What is being asked:
Every line of the material below in which "before" shows up is to be located and copied.
- Opening Delimiter -
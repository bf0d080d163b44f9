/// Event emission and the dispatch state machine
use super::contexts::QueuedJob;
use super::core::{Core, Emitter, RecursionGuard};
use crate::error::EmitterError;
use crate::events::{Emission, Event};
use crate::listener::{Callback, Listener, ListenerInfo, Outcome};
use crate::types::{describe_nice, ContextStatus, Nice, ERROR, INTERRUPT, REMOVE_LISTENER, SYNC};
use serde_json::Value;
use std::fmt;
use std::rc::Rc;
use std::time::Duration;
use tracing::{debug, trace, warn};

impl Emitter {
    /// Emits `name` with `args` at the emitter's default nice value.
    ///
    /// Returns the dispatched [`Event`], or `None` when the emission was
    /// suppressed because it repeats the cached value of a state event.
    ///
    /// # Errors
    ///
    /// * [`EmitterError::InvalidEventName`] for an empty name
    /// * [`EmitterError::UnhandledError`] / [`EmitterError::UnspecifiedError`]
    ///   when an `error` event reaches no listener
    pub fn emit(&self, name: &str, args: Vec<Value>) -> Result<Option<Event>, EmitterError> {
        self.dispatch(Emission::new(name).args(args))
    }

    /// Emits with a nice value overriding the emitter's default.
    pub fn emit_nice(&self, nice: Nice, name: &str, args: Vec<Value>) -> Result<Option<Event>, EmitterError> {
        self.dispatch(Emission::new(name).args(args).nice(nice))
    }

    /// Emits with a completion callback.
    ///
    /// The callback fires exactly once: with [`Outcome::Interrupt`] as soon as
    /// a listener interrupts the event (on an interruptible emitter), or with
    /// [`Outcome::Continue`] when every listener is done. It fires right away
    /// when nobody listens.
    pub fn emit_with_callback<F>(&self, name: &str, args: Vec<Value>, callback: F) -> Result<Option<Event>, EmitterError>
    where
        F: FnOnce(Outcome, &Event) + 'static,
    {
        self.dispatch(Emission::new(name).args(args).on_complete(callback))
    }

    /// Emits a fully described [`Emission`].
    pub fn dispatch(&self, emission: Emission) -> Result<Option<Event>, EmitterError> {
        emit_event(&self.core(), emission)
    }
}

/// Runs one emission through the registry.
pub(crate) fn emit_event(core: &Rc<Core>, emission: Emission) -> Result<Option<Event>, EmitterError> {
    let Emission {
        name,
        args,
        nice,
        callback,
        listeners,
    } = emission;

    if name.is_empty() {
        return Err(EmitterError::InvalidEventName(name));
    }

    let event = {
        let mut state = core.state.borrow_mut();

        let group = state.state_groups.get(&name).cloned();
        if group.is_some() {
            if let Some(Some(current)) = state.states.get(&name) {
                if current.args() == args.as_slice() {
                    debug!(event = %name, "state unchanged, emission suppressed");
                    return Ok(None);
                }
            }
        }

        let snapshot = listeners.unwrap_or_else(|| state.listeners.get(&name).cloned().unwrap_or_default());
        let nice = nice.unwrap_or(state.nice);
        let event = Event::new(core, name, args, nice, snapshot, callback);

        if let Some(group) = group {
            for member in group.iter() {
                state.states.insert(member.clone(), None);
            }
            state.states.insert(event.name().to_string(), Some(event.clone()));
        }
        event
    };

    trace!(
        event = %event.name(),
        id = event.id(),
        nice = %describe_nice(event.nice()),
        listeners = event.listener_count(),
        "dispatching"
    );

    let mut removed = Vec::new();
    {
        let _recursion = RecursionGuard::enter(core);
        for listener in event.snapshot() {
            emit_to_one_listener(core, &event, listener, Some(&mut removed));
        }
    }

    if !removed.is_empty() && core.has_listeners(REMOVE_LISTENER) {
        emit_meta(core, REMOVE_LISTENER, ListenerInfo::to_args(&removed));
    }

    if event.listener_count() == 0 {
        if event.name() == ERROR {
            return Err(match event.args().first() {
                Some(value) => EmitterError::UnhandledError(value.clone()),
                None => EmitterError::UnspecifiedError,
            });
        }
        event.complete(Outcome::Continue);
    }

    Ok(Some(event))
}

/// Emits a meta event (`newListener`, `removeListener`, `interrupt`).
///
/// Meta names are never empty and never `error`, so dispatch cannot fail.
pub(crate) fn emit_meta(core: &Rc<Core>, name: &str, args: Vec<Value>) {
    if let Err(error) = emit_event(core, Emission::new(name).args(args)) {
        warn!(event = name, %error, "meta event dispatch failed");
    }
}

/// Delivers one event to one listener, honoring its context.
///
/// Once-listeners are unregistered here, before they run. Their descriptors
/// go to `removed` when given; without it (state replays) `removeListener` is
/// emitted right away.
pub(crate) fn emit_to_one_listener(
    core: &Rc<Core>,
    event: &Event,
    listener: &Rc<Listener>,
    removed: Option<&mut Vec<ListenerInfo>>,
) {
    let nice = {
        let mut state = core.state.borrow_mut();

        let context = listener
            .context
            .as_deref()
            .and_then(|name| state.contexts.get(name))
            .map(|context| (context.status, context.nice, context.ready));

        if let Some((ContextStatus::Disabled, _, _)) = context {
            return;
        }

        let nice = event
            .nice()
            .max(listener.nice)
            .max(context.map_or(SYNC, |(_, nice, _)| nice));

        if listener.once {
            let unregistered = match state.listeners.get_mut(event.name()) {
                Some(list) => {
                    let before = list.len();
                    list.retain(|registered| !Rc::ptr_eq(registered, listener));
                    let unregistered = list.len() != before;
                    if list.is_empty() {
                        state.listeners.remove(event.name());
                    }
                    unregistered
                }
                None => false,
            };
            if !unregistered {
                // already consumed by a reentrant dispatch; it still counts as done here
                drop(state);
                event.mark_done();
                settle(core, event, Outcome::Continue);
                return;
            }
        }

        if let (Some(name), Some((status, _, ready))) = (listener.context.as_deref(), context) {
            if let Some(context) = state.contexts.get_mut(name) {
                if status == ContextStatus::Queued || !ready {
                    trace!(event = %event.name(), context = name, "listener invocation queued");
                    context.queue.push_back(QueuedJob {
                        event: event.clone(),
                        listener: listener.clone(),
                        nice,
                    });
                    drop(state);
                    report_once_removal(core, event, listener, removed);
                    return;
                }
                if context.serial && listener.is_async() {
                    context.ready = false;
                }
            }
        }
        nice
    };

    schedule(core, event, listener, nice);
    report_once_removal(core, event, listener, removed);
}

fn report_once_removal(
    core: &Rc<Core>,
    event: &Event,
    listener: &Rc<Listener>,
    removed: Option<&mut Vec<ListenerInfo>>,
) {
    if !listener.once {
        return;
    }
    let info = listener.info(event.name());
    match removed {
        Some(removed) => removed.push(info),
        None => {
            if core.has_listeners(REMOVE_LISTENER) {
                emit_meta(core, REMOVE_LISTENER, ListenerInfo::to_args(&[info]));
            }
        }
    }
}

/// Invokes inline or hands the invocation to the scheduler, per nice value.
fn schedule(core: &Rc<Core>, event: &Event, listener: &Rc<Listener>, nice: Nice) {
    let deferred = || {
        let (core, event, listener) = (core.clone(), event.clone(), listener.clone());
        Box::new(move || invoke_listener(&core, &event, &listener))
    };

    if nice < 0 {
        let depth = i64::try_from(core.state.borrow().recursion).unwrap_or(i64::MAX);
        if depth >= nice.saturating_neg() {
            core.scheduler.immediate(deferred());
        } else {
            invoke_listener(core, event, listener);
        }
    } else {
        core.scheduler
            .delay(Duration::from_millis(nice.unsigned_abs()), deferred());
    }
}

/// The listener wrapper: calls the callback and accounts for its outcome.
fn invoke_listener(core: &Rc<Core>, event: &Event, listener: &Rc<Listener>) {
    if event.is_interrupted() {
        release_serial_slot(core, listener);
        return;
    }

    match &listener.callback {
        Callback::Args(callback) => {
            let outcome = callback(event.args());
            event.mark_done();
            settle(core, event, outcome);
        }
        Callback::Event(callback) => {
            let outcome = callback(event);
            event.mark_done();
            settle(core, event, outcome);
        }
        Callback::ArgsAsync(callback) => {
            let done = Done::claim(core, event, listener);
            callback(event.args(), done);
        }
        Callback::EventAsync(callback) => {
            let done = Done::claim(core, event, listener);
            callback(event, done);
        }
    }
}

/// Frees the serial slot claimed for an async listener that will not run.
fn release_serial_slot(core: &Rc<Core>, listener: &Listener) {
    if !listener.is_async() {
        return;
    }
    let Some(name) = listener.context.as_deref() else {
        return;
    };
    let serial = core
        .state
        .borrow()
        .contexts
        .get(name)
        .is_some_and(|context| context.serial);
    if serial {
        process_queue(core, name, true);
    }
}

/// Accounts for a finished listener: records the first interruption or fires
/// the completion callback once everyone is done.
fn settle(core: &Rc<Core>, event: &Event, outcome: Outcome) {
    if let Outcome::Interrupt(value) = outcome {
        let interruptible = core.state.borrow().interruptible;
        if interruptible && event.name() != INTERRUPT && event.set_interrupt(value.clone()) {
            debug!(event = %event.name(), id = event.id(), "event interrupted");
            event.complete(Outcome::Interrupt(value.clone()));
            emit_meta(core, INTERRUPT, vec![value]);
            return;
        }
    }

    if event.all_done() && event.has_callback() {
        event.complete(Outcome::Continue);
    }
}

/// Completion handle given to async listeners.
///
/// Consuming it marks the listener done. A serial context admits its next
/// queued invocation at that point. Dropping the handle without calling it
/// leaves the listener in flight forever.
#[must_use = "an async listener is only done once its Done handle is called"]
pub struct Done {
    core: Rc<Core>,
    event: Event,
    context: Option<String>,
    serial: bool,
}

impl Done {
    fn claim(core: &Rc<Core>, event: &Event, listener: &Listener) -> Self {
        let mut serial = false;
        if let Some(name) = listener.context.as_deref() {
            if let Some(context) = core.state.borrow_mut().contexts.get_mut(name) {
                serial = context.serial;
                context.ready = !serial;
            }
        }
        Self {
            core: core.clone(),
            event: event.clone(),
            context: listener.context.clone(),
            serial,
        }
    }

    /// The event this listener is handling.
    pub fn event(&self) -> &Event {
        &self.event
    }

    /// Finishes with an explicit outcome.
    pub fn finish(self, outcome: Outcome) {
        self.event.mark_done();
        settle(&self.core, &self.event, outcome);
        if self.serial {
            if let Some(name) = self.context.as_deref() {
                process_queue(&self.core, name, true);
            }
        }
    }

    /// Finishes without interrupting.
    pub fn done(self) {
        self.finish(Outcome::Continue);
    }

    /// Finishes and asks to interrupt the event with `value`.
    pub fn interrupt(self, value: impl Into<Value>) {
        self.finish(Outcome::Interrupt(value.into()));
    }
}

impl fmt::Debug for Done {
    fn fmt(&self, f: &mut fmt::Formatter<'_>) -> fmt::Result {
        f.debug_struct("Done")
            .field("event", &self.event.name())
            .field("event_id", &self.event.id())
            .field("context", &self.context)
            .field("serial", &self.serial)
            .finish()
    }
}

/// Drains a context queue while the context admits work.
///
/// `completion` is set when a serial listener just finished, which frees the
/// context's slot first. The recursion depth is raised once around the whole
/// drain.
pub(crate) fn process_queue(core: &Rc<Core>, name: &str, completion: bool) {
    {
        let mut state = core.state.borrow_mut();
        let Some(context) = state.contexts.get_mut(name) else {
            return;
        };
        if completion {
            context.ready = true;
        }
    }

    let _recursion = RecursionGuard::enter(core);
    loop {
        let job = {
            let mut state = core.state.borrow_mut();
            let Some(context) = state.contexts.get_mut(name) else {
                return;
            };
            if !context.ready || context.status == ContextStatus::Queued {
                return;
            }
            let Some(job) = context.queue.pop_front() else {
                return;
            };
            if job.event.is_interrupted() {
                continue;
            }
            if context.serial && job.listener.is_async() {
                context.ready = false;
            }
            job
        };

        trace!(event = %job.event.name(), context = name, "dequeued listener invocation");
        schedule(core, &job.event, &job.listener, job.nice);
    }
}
- Closing Delimiter -
- Opening Delimiter -
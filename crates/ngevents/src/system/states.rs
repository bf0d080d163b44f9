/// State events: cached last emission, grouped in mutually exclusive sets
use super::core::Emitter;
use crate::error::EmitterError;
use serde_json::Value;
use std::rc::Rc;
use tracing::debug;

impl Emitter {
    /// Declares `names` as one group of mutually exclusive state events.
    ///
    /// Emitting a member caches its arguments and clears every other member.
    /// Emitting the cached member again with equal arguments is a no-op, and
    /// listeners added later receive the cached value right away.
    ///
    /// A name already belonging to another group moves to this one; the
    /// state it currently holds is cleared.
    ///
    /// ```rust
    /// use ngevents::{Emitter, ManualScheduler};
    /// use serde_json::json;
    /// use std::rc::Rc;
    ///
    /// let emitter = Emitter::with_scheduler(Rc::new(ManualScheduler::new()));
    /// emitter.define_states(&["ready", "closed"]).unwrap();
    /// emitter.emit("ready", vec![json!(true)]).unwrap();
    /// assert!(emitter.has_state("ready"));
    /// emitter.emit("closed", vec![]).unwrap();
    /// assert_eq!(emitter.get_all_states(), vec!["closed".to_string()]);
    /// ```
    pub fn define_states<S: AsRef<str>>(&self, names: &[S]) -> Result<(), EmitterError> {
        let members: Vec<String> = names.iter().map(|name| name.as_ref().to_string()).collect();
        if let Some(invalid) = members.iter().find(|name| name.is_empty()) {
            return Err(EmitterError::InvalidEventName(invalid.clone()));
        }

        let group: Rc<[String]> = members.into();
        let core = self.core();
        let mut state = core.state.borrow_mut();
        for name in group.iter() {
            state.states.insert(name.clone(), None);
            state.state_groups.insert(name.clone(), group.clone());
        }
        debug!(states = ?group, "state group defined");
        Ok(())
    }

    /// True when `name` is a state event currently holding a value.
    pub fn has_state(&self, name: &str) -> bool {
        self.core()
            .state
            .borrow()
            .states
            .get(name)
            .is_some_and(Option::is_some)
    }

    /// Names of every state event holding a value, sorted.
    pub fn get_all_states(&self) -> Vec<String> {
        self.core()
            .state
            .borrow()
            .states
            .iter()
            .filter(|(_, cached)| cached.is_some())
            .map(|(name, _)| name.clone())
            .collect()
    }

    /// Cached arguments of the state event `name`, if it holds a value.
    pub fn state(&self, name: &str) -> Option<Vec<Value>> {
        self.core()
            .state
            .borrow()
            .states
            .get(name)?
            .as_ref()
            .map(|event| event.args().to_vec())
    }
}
- Closing Delimiter -
- Opening Delimiter -
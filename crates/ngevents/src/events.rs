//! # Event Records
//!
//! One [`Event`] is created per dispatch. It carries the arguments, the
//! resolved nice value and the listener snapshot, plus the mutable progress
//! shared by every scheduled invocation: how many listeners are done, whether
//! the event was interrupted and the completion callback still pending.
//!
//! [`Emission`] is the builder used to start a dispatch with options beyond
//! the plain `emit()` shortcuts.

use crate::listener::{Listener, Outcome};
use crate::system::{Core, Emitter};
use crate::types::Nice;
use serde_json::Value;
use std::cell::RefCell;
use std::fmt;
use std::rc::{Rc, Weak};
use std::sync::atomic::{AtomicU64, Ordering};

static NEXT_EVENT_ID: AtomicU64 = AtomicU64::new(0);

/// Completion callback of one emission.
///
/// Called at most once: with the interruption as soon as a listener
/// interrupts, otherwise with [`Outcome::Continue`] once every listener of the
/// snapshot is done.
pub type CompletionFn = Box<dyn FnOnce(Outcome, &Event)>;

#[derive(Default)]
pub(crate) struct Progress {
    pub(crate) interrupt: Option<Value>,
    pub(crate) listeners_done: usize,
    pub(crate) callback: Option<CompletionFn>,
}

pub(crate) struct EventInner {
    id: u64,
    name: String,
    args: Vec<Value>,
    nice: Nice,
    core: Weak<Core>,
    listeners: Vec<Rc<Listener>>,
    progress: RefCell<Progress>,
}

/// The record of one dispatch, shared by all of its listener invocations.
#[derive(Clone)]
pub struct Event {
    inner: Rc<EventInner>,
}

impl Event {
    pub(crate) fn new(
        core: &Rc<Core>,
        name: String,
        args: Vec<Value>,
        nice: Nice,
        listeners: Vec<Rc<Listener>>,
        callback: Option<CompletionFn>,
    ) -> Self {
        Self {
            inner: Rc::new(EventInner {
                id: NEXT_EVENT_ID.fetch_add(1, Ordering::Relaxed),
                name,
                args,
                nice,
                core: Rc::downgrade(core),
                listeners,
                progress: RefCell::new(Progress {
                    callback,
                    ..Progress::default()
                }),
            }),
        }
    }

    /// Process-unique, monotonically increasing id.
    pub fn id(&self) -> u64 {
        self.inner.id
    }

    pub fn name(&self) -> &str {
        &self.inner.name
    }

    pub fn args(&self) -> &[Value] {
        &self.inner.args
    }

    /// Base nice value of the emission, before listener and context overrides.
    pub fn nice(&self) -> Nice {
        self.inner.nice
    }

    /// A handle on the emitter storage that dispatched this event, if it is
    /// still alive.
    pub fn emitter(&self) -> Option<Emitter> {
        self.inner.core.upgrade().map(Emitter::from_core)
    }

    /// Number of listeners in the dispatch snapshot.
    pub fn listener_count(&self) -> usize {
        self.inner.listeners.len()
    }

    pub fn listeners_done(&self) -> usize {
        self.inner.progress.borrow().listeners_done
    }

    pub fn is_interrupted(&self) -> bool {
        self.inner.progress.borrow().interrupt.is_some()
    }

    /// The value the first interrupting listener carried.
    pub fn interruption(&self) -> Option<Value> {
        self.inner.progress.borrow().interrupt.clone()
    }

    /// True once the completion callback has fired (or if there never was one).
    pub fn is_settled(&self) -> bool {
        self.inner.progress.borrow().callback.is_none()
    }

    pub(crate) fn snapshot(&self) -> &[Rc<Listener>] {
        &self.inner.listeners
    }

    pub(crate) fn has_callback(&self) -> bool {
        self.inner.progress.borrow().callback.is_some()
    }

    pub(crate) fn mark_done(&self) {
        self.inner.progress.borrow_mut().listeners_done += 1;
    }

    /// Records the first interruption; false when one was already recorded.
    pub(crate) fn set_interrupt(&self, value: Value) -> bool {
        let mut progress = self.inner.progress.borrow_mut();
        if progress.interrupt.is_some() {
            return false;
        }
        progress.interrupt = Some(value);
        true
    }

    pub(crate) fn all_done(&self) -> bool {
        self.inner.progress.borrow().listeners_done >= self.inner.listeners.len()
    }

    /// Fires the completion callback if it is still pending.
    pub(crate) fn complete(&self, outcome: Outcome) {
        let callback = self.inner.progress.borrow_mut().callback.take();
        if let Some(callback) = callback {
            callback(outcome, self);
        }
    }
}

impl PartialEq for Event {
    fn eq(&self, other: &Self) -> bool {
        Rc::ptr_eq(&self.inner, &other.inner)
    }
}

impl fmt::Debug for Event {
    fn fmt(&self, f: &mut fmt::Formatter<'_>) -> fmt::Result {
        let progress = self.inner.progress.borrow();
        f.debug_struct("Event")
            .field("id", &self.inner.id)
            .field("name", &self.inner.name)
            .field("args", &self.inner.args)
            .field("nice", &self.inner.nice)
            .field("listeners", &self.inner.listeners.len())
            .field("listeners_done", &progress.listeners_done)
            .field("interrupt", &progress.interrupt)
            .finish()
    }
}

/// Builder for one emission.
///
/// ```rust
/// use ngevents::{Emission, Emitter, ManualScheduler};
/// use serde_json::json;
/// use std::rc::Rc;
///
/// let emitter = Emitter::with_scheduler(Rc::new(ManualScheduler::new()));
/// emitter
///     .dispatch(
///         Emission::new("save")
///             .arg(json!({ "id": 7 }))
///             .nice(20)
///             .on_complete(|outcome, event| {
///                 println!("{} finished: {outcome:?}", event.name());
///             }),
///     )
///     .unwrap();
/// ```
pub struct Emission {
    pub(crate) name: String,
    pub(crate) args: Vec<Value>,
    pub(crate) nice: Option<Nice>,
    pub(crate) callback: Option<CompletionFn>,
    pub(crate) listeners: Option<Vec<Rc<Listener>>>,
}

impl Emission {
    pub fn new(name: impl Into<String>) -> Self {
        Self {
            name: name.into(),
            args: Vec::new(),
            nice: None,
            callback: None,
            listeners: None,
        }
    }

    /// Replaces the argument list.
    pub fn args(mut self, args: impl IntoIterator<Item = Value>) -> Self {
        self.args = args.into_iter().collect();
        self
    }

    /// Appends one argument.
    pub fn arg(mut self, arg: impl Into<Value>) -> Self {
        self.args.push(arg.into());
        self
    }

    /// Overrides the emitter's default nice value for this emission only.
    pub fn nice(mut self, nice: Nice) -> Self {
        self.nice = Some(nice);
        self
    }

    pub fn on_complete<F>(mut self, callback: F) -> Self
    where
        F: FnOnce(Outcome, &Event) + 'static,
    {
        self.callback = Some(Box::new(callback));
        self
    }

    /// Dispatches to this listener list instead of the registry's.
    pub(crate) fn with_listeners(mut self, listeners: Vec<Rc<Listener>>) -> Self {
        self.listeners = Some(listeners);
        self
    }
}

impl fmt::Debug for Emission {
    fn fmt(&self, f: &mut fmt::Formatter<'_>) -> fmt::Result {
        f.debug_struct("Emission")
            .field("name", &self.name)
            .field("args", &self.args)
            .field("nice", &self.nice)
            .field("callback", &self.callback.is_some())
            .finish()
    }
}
- Closing Delimiter -
Solution to this task:
/// Once-listeners are unregistered here, before they run. Their descriptors
                    let before = list.len();
                    let unregistered = list.len() != before;
    /// Base nice value of the emission, before listener and context overrides.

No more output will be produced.